Candidates must have an associate’s degree from a CAHIIM-accredited program (or a foreign program with AHIMI reciprocity) in health information management to be considered eligible for the RHIT certification. The exam includes 150 multiple-choice questions. Three-and-a-half hours are given. The exam fee is $229 for AHIMA members and $299 for non-members.
Certified Coding Associate (CCA), Coding Specialist (CCS) and Coding Specialist—Physician-based (CCS-P)

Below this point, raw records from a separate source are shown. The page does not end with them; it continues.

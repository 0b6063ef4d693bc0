//! End-to-end tests for `topic-cards export` command.

use std::fs;

mod fixtures;
use fixtures::*;

#[test]
fn test_export_to_stdout() {
    let (settings_path, temp_dir) = create_temp_settings_file(&per_category_yaml());

    let output = isolated_command(
        &[
            "export",
            "--settings",
            settings_path.to_str().unwrap(),
            "--category",
            &format!("{LIST_CATEGORY}|{UNCONFIGURED_CATEGORY}"),
        ],
        temp_dir.path(),
    )
    .output()
    .expect("Failed to execute command");

    assert_eq!(
        output.status.code(),
        Some(0),
        "stderr: {}",
        String::from_utf8_lossy(&output.stderr)
    );

    let stdout = String::from_utf8_lossy(&output.stdout);
    assert!(stdout.contains("# Topic Card Styles"));
    assert!(stdout.contains("| Category | Desktop | Mobile |"));
    assert!(stdout.contains(&format!("| {LIST_CATEGORY} | list | grid |")), "{stdout}");
    assert!(
        stdout.contains(&format!("| {UNCONFIGURED_CATEGORY} | none | grid |")),
        "{stdout}"
    );
}

#[test]
fn test_export_to_file() {
    let (settings_path, temp_dir) = create_temp_settings_file(&all_constraints_yaml());
    let output_path = temp_dir.path().join("styles.md");

    let output = isolated_command(
        &[
            "export",
            "--settings",
            settings_path.to_str().unwrap(),
            "--category",
            &GRID_CATEGORY.to_string(),
            "--output",
            output_path.to_str().unwrap(),
        ],
        temp_dir.path(),
    )
    .output()
    .expect("Failed to execute command");

    assert_eq!(output.status.code(), Some(0));
    assert!(output_path.exists(), "Export file should be created");

    let content = fs::read_to_string(&output_path).unwrap();
    assert!(content.contains("- **has-grid-height:** 420px"));
    assert!(content.contains(&format!(
        "| {GRID_CATEGORY} | grid (has-max-width, has-grid-height) | grid (has-max-width) |"
    )));
}

#[test]
fn test_export_without_categories_has_no_table() {
    let (settings_path, temp_dir) = create_temp_settings_file(&per_category_yaml());

    let output = isolated_command(
        &["export", "--settings", settings_path.to_str().unwrap()],
        temp_dir.path(),
    )
    .output()
    .expect("Failed to execute command");

    assert_eq!(output.status.code(), Some(0));
    let stdout = String::from_utf8_lossy(&output.stdout);
    assert!(stdout.contains("## Rules"));
    assert!(!stdout.contains("| Category |"));
}

#[test]
fn test_export_invalid_settings() {
    let (settings_path, temp_dir) =
        create_temp_settings_file("set_card_grid_height: true\ncard_grid_height: 0\n");

    let output = isolated_command(
        &["export", "--settings", settings_path.to_str().unwrap()],
        temp_dir.path(),
    )
    .output()
    .expect("Failed to execute command");

    assert_eq!(output.status.code(), Some(1));
    let stderr = String::from_utf8_lossy(&output.stderr);
    assert!(stderr.contains("has-grid-height"), "{stderr}");
}
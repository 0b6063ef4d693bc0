//! Validation command for settings files.

use crate::cli::common::{self, CliError, CliResult};
use crate::parser::{check_settings_str, SettingsIssue};
use clap::Args;
use serde::Serialize;
use std::path::PathBuf;

/// Validate a settings file for errors and warnings
#[derive(Debug, Clone, Args)]
pub struct ValidateArgs {
    /// Path to the YAML settings file (defaults to the configured one)
    #[arg(short, long, value_name = "FILE")]
    pub settings: Option<PathBuf>,

    /// Output results as JSON
    #[arg(long)]
    pub json: bool,

    /// Treat warnings as errors (exit non-zero)
    #[arg(long)]
    pub strict: bool,
}

#[derive(Debug, Serialize)]
struct ValidationResponse<'a> {
    valid: bool,
    errors: &'a [SettingsIssue],
    warnings: &'a [SettingsIssue],
}

impl ValidateArgs {
    /// Execute the validate command
    pub fn execute(&self) -> CliResult<()> {
        let content = common::read_settings(self.settings.as_deref())?;
        let report = check_settings_str(&content)
            .map_err(|e| CliError::validation(format!("{e:#}")))?;

        let response = ValidationResponse {
            valid: report.is_valid(),
            errors: &report.errors,
            warnings: &report.warnings,
        };

        if self.json {
            common::print_json(&response)?;
        } else {
            if response.valid {
                println!("✓ Validation passed");
            } else {
                println!("✗ Validation failed");
            }

            if !report.errors.is_empty() || !report.warnings.is_empty() {
                println!("\nIssues:");
                for issue in &report.errors {
                    println!("  ✗ {issue}");
                }
                for issue in &report.warnings {
                    println!("  ⚠ {issue}");
                }
            }
        }

        if !response.valid {
            return Err(CliError::validation("Validation failed"));
        }

        if self.strict && !report.warnings.is_empty() {
            return Err(CliError::validation("Warnings found in strict mode"));
        }

        Ok(())
    }
}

Certified coding associates, specialists and physician-based specialists work with medical records to assign numeric codes from coding systems such as ICD-9-CM and CPT to patient diagnoses and procedures. Certified coding associate is the professional designation for entry- and mid-level coders, while certified coding specialist (CCS) is a credential that can be earned by coders at the mastery-level who, in addition to having a thorough understanding of coding systems, also are familiar with medical terminology, pharmacology and disease processes.
The certified coding specialist—physician-based (CCS-P) designation is specifically for master-level coders who have developed expertise with coding in physician-based settings. In addition to knowing ICD-9-CM and CPT coding systems, the CCS-P should also be familiar with HCPCS Level II coding system.
The CCA exam includes 100 multiple-choice questions and must be completed within two hours. The CCS exam has two parts – 60 multiple-choice questions and 13 medical records that are to be coded. Similarly, the CCS-P exam has one part that includes 60 multiple choice questions and a second part with 16 medical records to be coded. Four hours are given for both exams.
All coding certification candidates must have a high school diploma. Professional experience is not required, but six months for CCA candidates is recommended, as is three years for CCS and CCS-P candidates.
The CCA exam fee is $199 for members of AHIMA and $299 for non-members. Exam fees for CCS and CCS-P are $299 for members and $399 for non-members.
Candidates for all exams can register online at www.ahima.org. Paper applications are also available for download from the website. All exams are hosted at Prometric Test Centers, which can be found throughout the US. Once a certification candidate’s application to test has been approved, they will receive an Authorization to Test letter which will include detailed instructions on scheduling the exam with a Prometric Test Center and also include information on what materials are permitted, such as code books.